Retries, partial failures, human approvals, long-running steps, and external dependencies have existed for decades in enterprise systems. What has changed is that we now place probabilistic systems (LLMs) inside these workflows — which makes stability a first-order design concern.

To understand how to design stable agent workflows, it helps to revisit an older but extremely relevant integration pattern: the Process Manager.


What problem does the Process Manager solve?

The Process Manager pattern exists to coordinate multi-step business processes where:

  • Steps may not be strictly sequential
  • Routing decisions depend on intermediate results
  • Failures and retries are expected
  • The process must survive restarts

Rather than embedding orchestration logic inside each processing unit, a Process Manager:

  • Maintains explicit process state
  • Decides what happens next
  • Routes work to independent processing units
  • Resumes from where it left off

Crucially, it treats the process as a long-lived thing, not a request/response interaction.

This turns out to be exactly the mental model required for production agent systems.


From message orchestration to agent orchestration

Agent frameworks replace message handlers with nodes, and message headers with explicit state — but the underlying architectural challenge is the same:

How do we coordinate multiple steps safely when some steps involve unreliable systems, humans, and retries?

The answer is not “better prompts”. The answer is stability patterns.


Stability patterns for agent workflows

These patterns are not about intelligence — they are about survivability.

1. Explicit, durable state

All workflow progress lives in a persisted state object:

  • Inputs
  • Intermediate results
  • Decisions made
  • Completion flags

State is the contract.
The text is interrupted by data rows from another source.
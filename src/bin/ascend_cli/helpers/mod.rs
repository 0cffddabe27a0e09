// ABOUTME: Re-exports helper modules for ascend-cli
// ABOUTME: Provides JSON file access and terminal output formatting
//
// SPDX-License-Identifier: MIT OR Apache-2.0
// Copyright (c) 2025 Pierre Fitness Intelligence

pub mod display;
pub mod files;
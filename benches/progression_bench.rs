// ABOUTME: Criterion benchmarks for the progression engine
// ABOUTME: Measures outcome application, multi-week previews, and registry batch throughput
//
// SPDX-License-Identifier: MIT OR Apache-2.0
// Copyright (c) 2025 Pierre Fitness Intelligence

//! Criterion benchmarks for the progression engine.
//!
//! Measures single applies per strategy, preview horizons, and parallel
//! batch application across many (athlete, exercise) keys.

#![allow(clippy::missing_docs_in_private_items, missing_docs)]
#![allow(clippy::unwrap_used, clippy::expect_used)]

use ascend_engine::strategy::{
    DoubleProgressionParams, LinearParams, PercentageBasis, PercentageParams, RepRange,
    RpeBasedParams, RpeRange, WaveParams, WaveStep,
};
use ascend_engine::{
    evaluator, projector, validation, BatchItem, ProgressionKey, ProgressionRegistry,
    ProgressionState, SessionOutcome, StateSeed, StrategyConfig, ValidatedConfig,
    WeightRounding,
};
use criterion::{black_box, criterion_group, criterion_main, BenchmarkId, Criterion, Throughput};
use uuid::Uuid;

/// Preview horizons in weeks
const HORIZONS: [i64; 3] = [4, 12, 52];

/// Keys per registry batch
const BATCH_KEYS: [usize; 3] = [16, 256, 2048];

fn strategies() -> Vec<ValidatedConfig> {
    [
        StrategyConfig::None,
        StrategyConfig::Linear(LinearParams {
            weight_increment: 2.5,
            deload_threshold: 3,
            deload_percent: 0.1,
        }),
        StrategyConfig::DoubleProgression(DoubleProgressionParams {
            rep_range: RepRange { min: 8, max: 12 },
            weight_increment: 5.0,
        }),
        StrategyConfig::RpeBased(RpeBasedParams {
            target_rpe: 8.0,
            rpe_range: RpeRange {
                low: 7.0,
                high: 9.0,
            },
            adjustment_per_unit: 2.5,
        }),
        StrategyConfig::Percentage(PercentageParams {
            weekly_increase: 0.025,
            based_on: PercentageBasis::WorkingWeight,
        }),
        StrategyConfig::Wave(WaveParams {
            waves: (1..=4)
                .map(|week| WaveStep {
                    week_index: week,
                    intensity_percent: 60.0 + 10.0 * f64::from(week),
                    sets: 3,
                    reps: 12 - 2 * week,
                })
                .collect(),
        }),
    ]
    .into_iter()
    .map(|config| validation::validate(config).unwrap())
    .collect()
}

fn bench_apply(c: &mut Criterion) {
    let mut group = c.benchmark_group("apply");
    let seed = StateSeed::new(100.0, 8, 3);
    let outcome = SessionOutcome::completed(100.0, 8, 3).with_rpe(7.5);

    for config in strategies() {
        let state = ProgressionState::seed(&config, &seed);
        group.bench_with_input(
            BenchmarkId::new("single_outcome", config.kind()),
            &state,
            |b, state| {
                b.iter(|| {
                    evaluator::apply(
                        black_box(&config),
                        black_box(state),
                        black_box(&outcome),
                        WeightRounding::default(),
                    )
                });
            },
        );
    }
    group.finish();
}

fn bench_projection(c: &mut Criterion) {
    let mut group = c.benchmark_group("projection");
    let configs = strategies();
    let linear = &configs[1];
    let wave = &configs[5];

    for weeks in HORIZONS {
        group.throughput(Throughput::Elements(weeks as u64));
        group.bench_with_input(BenchmarkId::new("linear", weeks), &weeks, |b, &weeks| {
            b.iter(|| projector::project(black_box(linear), 100.0, weeks).count());
        });
        group.bench_with_input(BenchmarkId::new("wave", weeks), &weeks, |b, &weeks| {
            b.iter(|| projector::project(black_box(wave), 100.0, weeks).count());
        });
    }
    group.finish();
}

fn bench_registry_batch(c: &mut Criterion) {
    let mut group = c.benchmark_group("registry_batch");
    let configs = strategies();
    let linear = &configs[1];
    let seed = StateSeed::new(100.0, 5, 3);

    for key_count in BATCH_KEYS {
        let registry = ProgressionRegistry::new(WeightRounding::default());
        let keys: Vec<ProgressionKey> = (0..key_count)
            .map(|_| ProgressionKey::new(Uuid::new_v4(), "squat"))
            .collect();
        for key in &keys {
            registry
                .insert(key.clone(), ProgressionState::seed(linear, &seed))
                .unwrap();
        }
        let items: Vec<BatchItem<'_>> = keys
            .iter()
            .map(|key| BatchItem {
                key: key.clone(),
                config: linear,
                outcome: SessionOutcome::missed(100.0, 5, 3),
            })
            .collect();

        group.throughput(Throughput::Elements(key_count as u64));
        group.bench_with_input(
            BenchmarkId::new("apply_batch", key_count),
            &items,
            |b, items| {
                b.iter(|| registry.apply_batch(black_box(items)));
            },
        );
    }
    group.finish();
}

criterion_group!(benches, bench_apply, bench_projection, bench_registry_batch);
criterion_main!(benches);
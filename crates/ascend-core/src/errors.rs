// ABOUTME: Unified error types and standard error codes for the Ascend engine
// ABOUTME: Provides AppError, ErrorCode, and AppResult shared by every crate in the workspace
//
// SPDX-License-Identifier: MIT OR Apache-2.0
// Copyright (c) 2025 Pierre Fitness Intelligence

//! # Unified Error Handling System
//!
//! Engine-specific errors (configuration violations, evaluation failures,
//! registry conflicts) are defined next to the code that raises them and
//! convert into [`AppError`] at crate boundaries, so binaries and the facade
//! only ever deal with one error type.

use serde::{Deserialize, Serialize};
use std::fmt;
use std::io;
use thiserror::Error;

/// Standard error codes used throughout the engine
#[derive(Debug, Clone, Copy, PartialEq, Eq, Hash, Serialize, Deserialize)]
pub enum ErrorCode {
    // Validation (3000-3999)
    /// Generic invalid input
    #[serde(rename = "INVALID_INPUT")]
    InvalidInput = 3000,
    /// Input could not be parsed into the expected shape
    #[serde(rename = "INVALID_FORMAT")]
    InvalidFormat = 3002,

    // Resource Management (4000-4999)
    /// Progression state not found for a key
    #[serde(rename = "RESOURCE_NOT_FOUND")]
    ResourceNotFound = 4000,
    /// Progression state already exists for a key
    #[serde(rename = "RESOURCE_ALREADY_EXISTS")]
    ResourceAlreadyExists = 4001,
    /// Optimistic version check failed
    #[serde(rename = "VERSION_CONFLICT")]
    VersionConflict = 4002,

    // Configuration (6000-6999)
    /// Environment or engine configuration could not be loaded
    #[serde(rename = "CONFIG_ERROR")]
    ConfigError = 6000,
    /// Strategy or engine configuration is semantically invalid
    #[serde(rename = "CONFIG_INVALID")]
    ConfigInvalid = 6002,

    // Engine (7000-7999)
    /// Progression state does not belong to the strategy it was applied against
    #[serde(rename = "STATE_MISMATCH")]
    StateMismatch = 7000,

    // Internal Errors (9000-9999)
    /// Unexpected internal failure
    #[serde(rename = "INTERNAL_ERROR")]
    InternalError = 9000,
    /// Filesystem or stream failure
    #[serde(rename = "STORAGE_ERROR")]
    StorageError = 9002,
    /// JSON (de)serialization failure
    #[serde(rename = "SERIALIZATION_ERROR")]
    SerializationError = 9003,
}

impl ErrorCode {
    /// Get a user-friendly description of this error
    #[must_use]
    pub const fn description(&self) -> &'static str {
        match self {
            Self::InvalidInput => "The provided input is invalid",
            Self::InvalidFormat => "The data format is invalid",
            Self::ResourceNotFound => "The requested progression state was not found",
            Self::ResourceAlreadyExists => "A progression state already exists for this key",
            Self::VersionConflict => "The progression state was modified concurrently",
            Self::ConfigError => "Configuration error encountered",
            Self::ConfigInvalid => "Configuration is invalid",
            Self::StateMismatch => "Progression state does not match the strategy",
            Self::InternalError => "An internal error occurred",
            Self::StorageError => "Storage operation failed",
            Self::SerializationError => "Data serialization/deserialization failed",
        }
    }

    /// Whether the error is caused by the caller's input rather than the engine
    #[must_use]
    pub const fn is_client_error(&self) -> bool {
        matches!(
            self,
            Self::InvalidInput
                | Self::InvalidFormat
                | Self::ResourceNotFound
                | Self::ResourceAlreadyExists
                | Self::VersionConflict
                | Self::ConfigInvalid
        )
    }
}

/// Unified error type for the engine
#[derive(Debug, Error)]
pub struct AppError {
    /// Error code
    pub code: ErrorCode,
    /// Human-readable error message
    pub message: String,
    /// Structured details (field violations, offending values)
    pub details: serde_json::Value,
    /// Source error for error chaining
    #[source]
    pub source: Option<Box<dyn std::error::Error + Send + Sync>>,
}

impl AppError {
    /// Create a new `AppError` with the given code and message
    #[must_use]
    pub fn new(code: ErrorCode, message: impl Into<String>) -> Self {
        Self {
            code,
            message: message.into(),
            details: serde_json::Value::Null,
            source: None,
        }
    }

    /// Attach structured details
    #[must_use]
    pub fn with_details(mut self, details: serde_json::Value) -> Self {
        self.details = details;
        self
    }

    /// Add a source error for error chaining
    #[must_use]
    pub fn with_source(mut self, source: impl std::error::Error + Send + Sync + 'static) -> Self {
        self.source = Some(Box::new(source));
        self
    }

    /// Invalid input
    #[must_use]
    pub fn invalid_input(message: impl Into<String>) -> Self {
        Self::new(ErrorCode::InvalidInput, message)
    }

    /// Progression state not found
    #[must_use]
    pub fn not_found(resource: impl Into<String>) -> Self {
        Self::new(
            ErrorCode::ResourceNotFound,
            format!("{} not found", resource.into()),
        )
    }

    /// Configuration error
    #[must_use]
    pub fn config(message: impl Into<String>) -> Self {
        Self::new(ErrorCode::ConfigError, message)
    }

    /// Invalid configuration value
    #[must_use]
    pub fn config_invalid(message: impl Into<String>) -> Self {
        Self::new(ErrorCode::ConfigInvalid, message)
    }

    /// Internal error
    #[must_use]
    pub fn internal(message: impl Into<String>) -> Self {
        Self::new(ErrorCode::InternalError, message)
    }
}

impl fmt::Display for AppError {
    fn fmt(&self, f: &mut fmt::Formatter<'_>) -> fmt::Result {
        write!(f, "{}: {}", self.code.description(), self.message)
    }
}

/// Result type alias for convenience
pub type AppResult<T> = Result<T, AppError>;

impl From<serde_json::Error> for AppError {
    fn from(error: serde_json::Error) -> Self {
        Self::new(ErrorCode::SerializationError, error.to_string()).with_source(error)
    }
}

impl From<io::Error> for AppError {
    fn from(error: io::Error) -> Self {
        Self::new(ErrorCode::StorageError, error.to_string()).with_source(error)
    }
}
If the system restarts, state tells you exactly where you are.

This mirrors the Process Manager’s responsibility for tracking the sequence of steps.

2. Deterministic routing

Control flow is decided by explicit rules, not free-form model output.

Examples:

  • “Refund”, “complaint”, or “legal” → approval required
  • Everything else → automated path

LLMs may inform decisions, but they do not own control flow.

This prevents non-reproducible execution paths under retries and load.

3. Single-responsibility nodes

Each step does one thing only:

  • Classify
  • Fetch data
  • Draft response
  • Send email

No step secretly coordinates others.

This makes:

  • Retries safe
  • Failures isolated
  • Reasoning about behavior tractable

4. Idempotent execution

Every step must be safe to re-run.

Techniques:

  • Upserts instead of inserts
  • “Already completed” flags in state
  • External calls guarded by recorded outcomes

This is how you avoid double-sending emails when a workflow resumes.

Classic Process Manager systems rely on correlation IDs; agent systems rely on state checks.

5. Human-in-the-loop as a first-class pause

Human approval is not a special case — it is a pause in execution.

The workflow:

  • Records what it is waiting for
  • Stops executing
  • Resumes when input arrives

No polling loops. No blocked threads. No fragile callbacks.

This is Process Manager thinking applied to human interaction.

6. Schema guards

LLM outputs are validated before they affect state or trigger actions.

For a customer email reply, that might mean:

  • Required apology present
  • Tone constrained to approved values
  • No promises outside policy

If validation fails:

  • Repair
  • Retry
  • Or escalate

Schema guards are the agent-era equivalent of canonical message models.

7. Backpressure and concurrency limits

Stability requires saying “no” under load.

Examples:

  • Limit concurrent calls to order systems
  • Queue excess work
  • Slow intake rather than cascading failure

This prevents agent workflows from overwhelming downstream systems.

8. Observable execution

Every step emits:

  • Start
  • Success
  • Failure
  • Decision made

When something goes wrong, you should be able to answer:

  • Which step failed?
  • With what state?
  • What would happen if we resumed now?

Observability is not optional when workflows span minutes, hours, or days.


Example: a stable customer service email workflow

Input:

“My order hasn’t arrived and I need it for Monday. Can you refund shipping?”

Step 1 — Ingest

State initialized:

  • email_id
  • customer_id
  • raw_message
  • status = "received"

Step 2 — Intent & risk classification

  • intent = "delivery issue"
  • risk = "refund request"

Routing rule: refund → approval required

Step 3 — Fetch order details

External system call:

  • Guarded by retries
  • Results stored in state

Step 4 — Draft response

LLM generates a reply draft.

Step 5 — Schema validation

Validate:

  • Apology included
  • Refund language compliant
  • Tone acceptable

If invalid → repair or escalate.

Step 6 — Human approval (pause)

Workflow records:

  • Awaiting approval
  • Proposed reply

Execution stops.

Step 7 — Resume after approval

Human approves. Workflow resumes exactly where it left off.

Step 8 — Send email (idempotent)

Before sending:

  • Check send_status == pending

Send email. Record provider message ID. Set send_status = sent.

If the workflow retries later, nothing is sent twice.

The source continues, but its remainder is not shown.